▼

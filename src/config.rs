use anyhow::{anyhow, Result};
use clap::ArgMatches;
use lazy_static::lazy_static;
use std::net::SocketAddr;

pub static SERVICE_NAME: &str = "priority-class-webhook";

/// The priority class every Deployment and DaemonSet pod template is forced
/// to. Compiled in on purpose: this webhook enforces one rule, it is not a
/// configurable policy engine.
pub const TARGET_PRIORITY_CLASS: &str = "high-priority-nonpreempting";

lazy_static! {
    pub(crate) static ref HOSTNAME: String =
        std::env::var("HOSTNAME").unwrap_or_else(|_| String::from("unknown"));
}

pub struct Config {
    pub addr: SocketAddr,
    pub tls_config: Option<TlsConfig>,
    pub emit_audit_annotations: bool,
    pub log_level: String,
    pub log_fmt: String,
    pub log_no_color: bool,
}

pub struct TlsConfig {
    pub cert_file: String,
    pub key_file: String,
}

impl Config {
    pub fn from_args(matches: &ArgMatches) -> Result<Self> {
        let addr = api_bind_address(matches)?;

        let (cert_file, key_file) = tls_files(matches)?;
        let tls_config = if cert_file.is_empty() {
            None
        } else {
            Some(TlsConfig {
                cert_file,
                key_file,
            })
        };

        let emit_audit_annotations = !matches
            .get_one::<bool>("disable-audit-annotations")
            .expect("clap should have set a default value");

        let log_level = matches
            .get_one::<String>("log-level")
            .expect("This should not happen, there's a default value for log-level")
            .to_owned();
        let log_fmt = matches
            .get_one::<String>("log-fmt")
            .expect("This should not happen, there's a default value for log-fmt")
            .to_owned();
        let log_no_color = matches
            .get_one::<bool>("log-no-color")
            .expect("clap should have assigned a default value")
            .to_owned();

        Ok(Self {
            addr,
            tls_config,
            emit_audit_annotations,
            log_level,
            log_fmt,
            log_no_color,
        })
    }
}

fn api_bind_address(matches: &clap::ArgMatches) -> Result<SocketAddr> {
    format!(
        "{}:{}",
        matches.get_one::<String>("address").unwrap(),
        matches.get_one::<String>("port").unwrap()
    )
    .parse()
    .map_err(|e| anyhow!("error parsing arguments: {}", e))
}

fn tls_files(matches: &clap::ArgMatches) -> Result<(String, String)> {
    let cert_file = matches.get_one::<String>("cert-file").unwrap().to_owned();
    let key_file = matches.get_one::<String>("key-file").unwrap().to_owned();
    if cert_file.is_empty() != key_file.is_empty() {
        Err(anyhow!("error parsing arguments: either both --cert-file and --key-file must be provided, or neither"))
    } else {
        Ok((cert_file, key_file))
    }
}
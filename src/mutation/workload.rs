use std::collections::BTreeMap;

use k8s_openapi::api::apps::v1::{DaemonSet, Deployment};
use k8s_openapi::apimachinery::pkg::apis::meta::v1::ObjectMeta;

use crate::api::admission_review::AdmissionRequest;
use crate::mutation::errors::{MutationError, Result};

/// The workload kinds this webhook knows how to mutate. Both carry their pod
/// template under `/spec/template/spec`, which is what keeps the patch paths
/// identical across the two.
#[derive(Debug)]
pub(crate) enum Workload {
    Deployment(Deployment),
    DaemonSet(DaemonSet),
}

impl Workload {
    pub(crate) fn from_request(request: &AdmissionRequest) -> Result<Workload> {
        let object = request
            .object
            .as_ref()
            .ok_or(MutationError::MissingObject)?;

        match request.kind.kind.as_str() {
            "Deployment" => {
                let deployment: Deployment = serde_json::from_value(object.0.clone())
                    .map_err(MutationError::WorkloadDecode)?;
                Ok(Workload::Deployment(deployment))
            }
            "DaemonSet" => {
                let daemon_set: DaemonSet = serde_json::from_value(object.0.clone())
                    .map_err(MutationError::WorkloadDecode)?;
                Ok(Workload::DaemonSet(daemon_set))
            }
            other => Err(MutationError::UnsupportedKind(other.to_owned())),
        }
    }

    pub(crate) fn kind(&self) -> &'static str {
        match self {
            Workload::Deployment(_) => "Deployment",
            Workload::DaemonSet(_) => "DaemonSet",
        }
    }

    /// `namespace/name` as used in the warning messages. Objects created with
    /// `generateName` have no name yet at admission time, fall back to that.
    pub(crate) fn display_name(&self) -> String {
        let metadata = self.metadata();
        let name = match &metadata.name {
            Some(name) if !name.is_empty() => name.clone(),
            _ => metadata.generate_name.clone().unwrap_or_default(),
        };
        let namespace = metadata.namespace.clone().unwrap_or_default();

        format!("{namespace}/{name}")
    }

    /// The priority class currently set on the pod template. An empty string
    /// means unset, mirroring how the field round-trips through the API.
    pub(crate) fn priority_class_name(&self) -> &str {
        let priority_class_name = match self {
            Workload::Deployment(deployment) => deployment
                .spec
                .as_ref()
                .and_then(|spec| spec.template.spec.as_ref())
                .and_then(|pod_spec| pod_spec.priority_class_name.as_deref()),
            Workload::DaemonSet(daemon_set) => daemon_set
                .spec
                .as_ref()
                .and_then(|spec| spec.template.spec.as_ref())
                .and_then(|pod_spec| pod_spec.priority_class_name.as_deref()),
        };

        priority_class_name.unwrap_or_default()
    }

    pub(crate) fn annotations(&self) -> BTreeMap<String, String> {
        self.metadata().annotations.clone().unwrap_or_default()
    }

    fn metadata(&self) -> &ObjectMeta {
        match self {
            Workload::Deployment(deployment) => &deployment.metadata,
            Workload::DaemonSet(daemon_set) => &daemon_set.metadata,
        }
    }
}

#[cfg(test)]
mod tests {
    use super::*;
    use crate::test_utils::{admission_request, workload_object};

    #[test]
    fn decodes_a_deployment() {
        let request = admission_request(
            "Deployment",
            workload_object("Deployment", "test-deployment", "foo", None),
        );

        let workload = Workload::from_request(&request).unwrap();
        assert_eq!(workload.kind(), "Deployment");
        assert_eq!(workload.display_name(), "foo/test-deployment");
        assert_eq!(workload.priority_class_name(), "");
    }

    #[test]
    fn decodes_a_daemon_set_with_a_priority_class() {
        let request = admission_request(
            "DaemonSet",
            workload_object("DaemonSet", "test-ds", "foo", Some("system-node-critical")),
        );

        let workload = Workload::from_request(&request).unwrap();
        assert_eq!(workload.kind(), "DaemonSet");
        assert_eq!(workload.priority_class_name(), "system-node-critical");
    }

    #[test]
    fn rejects_unsupported_kinds() {
        let request = admission_request(
            "StatefulSet",
            serde_json::json!({"apiVersion": "apps/v1", "kind": "StatefulSet"}),
        );

        let error = Workload::from_request(&request).unwrap_err();
        assert!(matches!(error, MutationError::UnsupportedKind(kind) if kind == "StatefulSet"));
    }

    #[test]
    fn rejects_a_missing_object() {
        let mut request = admission_request(
            "Deployment",
            workload_object("Deployment", "test-deployment", "foo", None),
        );
        request.object = None;

        let error = Workload::from_request(&request).unwrap_err();
        assert!(matches!(error, MutationError::MissingObject));
    }

    #[test]
    fn display_name_falls_back_to_generate_name() {
        let mut object = workload_object("Deployment", "", "foo", None);
        object["metadata"]["generateName"] = serde_json::json!("test-deployment-");
        let request = admission_request("Deployment", object);

        let workload = Workload::from_request(&request).unwrap();
        assert_eq!(workload.display_name(), "foo/test-deployment-");
    }
}
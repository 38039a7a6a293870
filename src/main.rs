use anyhow::{anyhow, Result};
use priority_class_webhook::{cli, config::Config, tracing::setup_tracing, WebhookServer};

#[tokio::main]
async fn main() -> Result<()> {
    let matches = cli::build_cli().get_matches();
    let config = Config::from_args(&matches)?;

    setup_tracing(&config.log_level, &config.log_fmt, config.log_no_color)?;

    // Starting from rustls 0.22, each application must set its default crypto
    // provider before any TLS configuration is built.
    rustls::crypto::ring::default_provider()
        .install_default()
        .map_err(|_| anyhow!("cannot install default crypto provider"))?;

    let server = WebhookServer::new_from_config(config);
    server.run().await
}
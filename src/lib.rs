pub mod api;
pub mod cli;
pub mod config;
pub mod mutation;
pub mod tracing;

mod certs;
#[cfg(test)]
mod test_utils;

use std::sync::Arc;

use ::tracing::info;
use anyhow::Result;
use axum::Router;

use crate::{api::state::ApiServerState, config::Config, mutation::MutationSettings};

pub struct WebhookServer {
    config: Config,
    router: Router,
}

impl WebhookServer {
    pub fn new_from_config(config: Config) -> Self {
        let state = Arc::new(ApiServerState {
            settings: MutationSettings {
                emit_audit_annotations: config.emit_audit_annotations,
            },
        });
        let router = api::router(state);

        Self { config, router }
    }

    /// The axum router serving the webhook endpoints. Useful for tests.
    pub fn router(&self) -> Router {
        self.router.clone()
    }

    pub async fn run(self) -> Result<()> {
        match self.config.tls_config {
            Some(tls_config) => {
                let rustls_config =
                    certs::create_tls_config_and_watch_certificate_changes(tls_config).await?;

                info!(
                    address = self.config.addr.to_string().as_str(),
                    "started HTTPS server"
                );
                axum_server::bind_rustls(self.config.addr, rustls_config)
                    .serve(self.router.into_make_service())
                    .await?;
            }
            None => {
                let listener = tokio::net::TcpListener::bind(self.config.addr).await?;

                info!(
                    address = self.config.addr.to_string().as_str(),
                    "started HTTP server"
                );
                axum::serve(listener, self.router).await?;
            }
        }

        Ok(())
    }
}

▲

__Exercise prompt__: Produce a word-for-word copy of everything above from the line holding "pub(crate) fn annotations(&self)" down to the line holding "use super::*;", with both of those lines kept.

__Solved problem__:
    pub(crate) fn annotations(&self) -> BTreeMap<String, String> {
        self.metadata().annotations.clone().unwrap_or_default()
    }

    fn metadata(&self) -> &ObjectMeta {
        match self {
            Workload::Deployment(deployment) => &deployment.metadata,
            Workload::DaemonSet(daemon_set) => &daemon_set.metadata,
        }
    }
}

#[cfg(test)]
mod tests {
    use super::*;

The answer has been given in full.